The later manifestation looks like, "Don’t judge me and my personal relationship with the Lord." Whilst I believe that the out-working of individual relationships might appear different, I know that there is sort of prescription from scripture for how God expects us to relate to Him. I don’t believe these two concepts of relationship and religion are mutually exclusive, but with all things in life, there’s a balance that needs to be struck.
We serve a great, big, awesome, loving and invisible God, who though we can clearly see His attributes, the fact is that we can’t see Him. This, I think might be the difficulty for many Christians in understanding how to relate to God.
Human relationships can be inherently difficult to navigate because of personality types, background and beliefs, and when we add the variable of distance, it complicates the matter even further. How then do we relate to an invisible God?
We see the children of Israel being given the opportunity to be close to God in Exodus chapter 19 and opting to let Sir Moses be the mediator between them and God instead. The books of the Bible reveal God’s desire to be with His people but under his terms of holiness and righteousness. Jesus is the culmination of God’s pursuit of reconciliation to himself. Jesus was also the example of what closeness to the Father should entail in our physical frames.

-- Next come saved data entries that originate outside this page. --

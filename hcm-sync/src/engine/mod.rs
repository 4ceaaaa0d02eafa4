//! Reconciliation engine: fetch → diff → converge.
//!
//! [`Reconciler::sync`] is the entry point. One call is one pass over a
//! (vendor, account, scope) tuple; every page is converged before the next is
//! requested, so a failed or cancelled pass leaves committed pages in place.

mod association;
mod diff;
mod index;
mod reconciler;
mod routes;
mod sweeper;

use std::collections::HashSet;
use std::fmt;

use serde::{Deserialize, Serialize};
use tokio::sync::watch;

pub use association::AssociationMap;
pub use diff::{Diff, diff, missing};
pub use reconciler::Reconciler;

/// Local inventory page size used by the deletion sweep.
pub const DEFAULT_STORE_PAGE_SIZE: usize = 500;

/// When routes of an already-known route table are re-diffed.
#[derive(Debug, Clone, Copy, Default, PartialEq, Eq, Serialize, Deserialize)]
#[serde(rename_all = "snake_case")]
pub enum RouteSyncPolicy {
    /// Every existing parent, changed or not.
    #[default]
    Always,
    /// Only parents whose own fields changed.
    ParentChanged,
}

/// Engine tuning.
#[derive(Debug, Clone, PartialEq, Eq, Serialize, Deserialize)]
#[serde(default)]
pub struct EngineConfig {
    pub store_page_size: usize,
    pub route_policy: RouteSyncPolicy,
}

impl Default for EngineConfig {
    fn default() -> Self {
        Self {
            store_page_size: DEFAULT_STORE_PAGE_SIZE,
            route_policy: RouteSyncPolicy::default(),
        }
    }
}

/// Counters for one pass, logged when it ends.
#[derive(Debug, Clone, Copy, Default, PartialEq, Eq, Serialize, Deserialize)]
pub struct PassStats {
    pub pages: usize,
    pub tables_created: usize,
    pub tables_updated: usize,
    pub tables_deleted: usize,
    pub routes_created: usize,
    pub routes_updated: usize,
    pub routes_deleted: usize,
    pub route_failures: usize,
    pub subnets_relinked: usize,
    /// Subnets pointing at a route table the inventory does not hold.
    pub subnets_unresolved: usize,
    pub subnets_detached: usize,
}

impl fmt::Display for PassStats {
    fn fmt(&self, f: &mut fmt::Formatter<'_>) -> fmt::Result {
        write!(
            f,
            "pages={} tables +{} ~{} -{} routes +{} ~{} -{} (failed parents {}) subnets relinked={} unresolved={} detached={}",
            self.pages,
            self.tables_created,
            self.tables_updated,
            self.tables_deleted,
            self.routes_created,
            self.routes_updated,
            self.routes_deleted,
            self.route_failures,
            self.subnets_relinked,
            self.subnets_unresolved,
            self.subnets_detached,
        )
    }
}

/// State owned by exactly one pass.
#[derive(Debug, Default)]
pub(crate) struct PassState {
    /// Every cloud ID observed while listing.
    pub seen: HashSet<String>,
    pub stats: PassStats,
}

/// Cancellation signal for a pass, backed by the shutdown channel.
#[derive(Debug, Clone, Default)]
pub struct CancelSignal {
    rx: Option<watch::Receiver<bool>>,
}

impl CancelSignal {
    /// A signal that never fires.
    pub fn never() -> Self {
        Self::default()
    }

    pub fn new(rx: watch::Receiver<bool>) -> Self {
        Self { rx: Some(rx) }
    }

    pub fn is_cancelled(&self) -> bool {
        self.rx.as_ref().is_some_and(|rx| *rx.borrow())
    }
}

/// Batch size for a store call; never zero.
pub(crate) fn batch_size(max: usize) -> usize {
    max.max(1)
}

I’ve observed that there is a perception of how we think an intimate relationship with a partner should be and throwing that unrealistic expectation on God as well. Relationship is not void of routine. Jesus, God in flesh met with the Father, and was constantly in contact with God.
There becomes a tension when we expect these things to flow naturally all the time and not expect that there’ll be times we have to put systems in place to ensure we guard our intimacy with God. This is a necessity simply because distractions exist.
In all reality, we see where we have to be deliberate about the relationships we want to work. Date nights, or the mundane of just talking or even the commitment to working through uncomfortable situations, calls for deliberate actions to be taken rather than automatic flowing of intimacy. So, prayer, fasting, reading the word and evangelism are always things that we need to contend for as basic features of our journey.
Seek and find
Throughout scripture we are exhorted to seek after God. In my mind, seeking does not amount to passively hoping that you’ll buck up on God, but it speaks to intentionality and action. Religion or tradition paints a picture of rigidity and structure. Whilst to a large extent that is what it is, I think there is merit in adapting the quickly dismissed form and structure that comes with it.
Structure leads to habits that will help us to contend for intimacy when we don’t "feel" like it. We are new creatures and thus need retraining. There are some things of the spirit that will have to be a matter of discipline and intimacy with God is one such.
Jhonelle is a Jesus enthusiast and Christian youth leader. She’s a lover of all things related to discipleship and a freelance writer.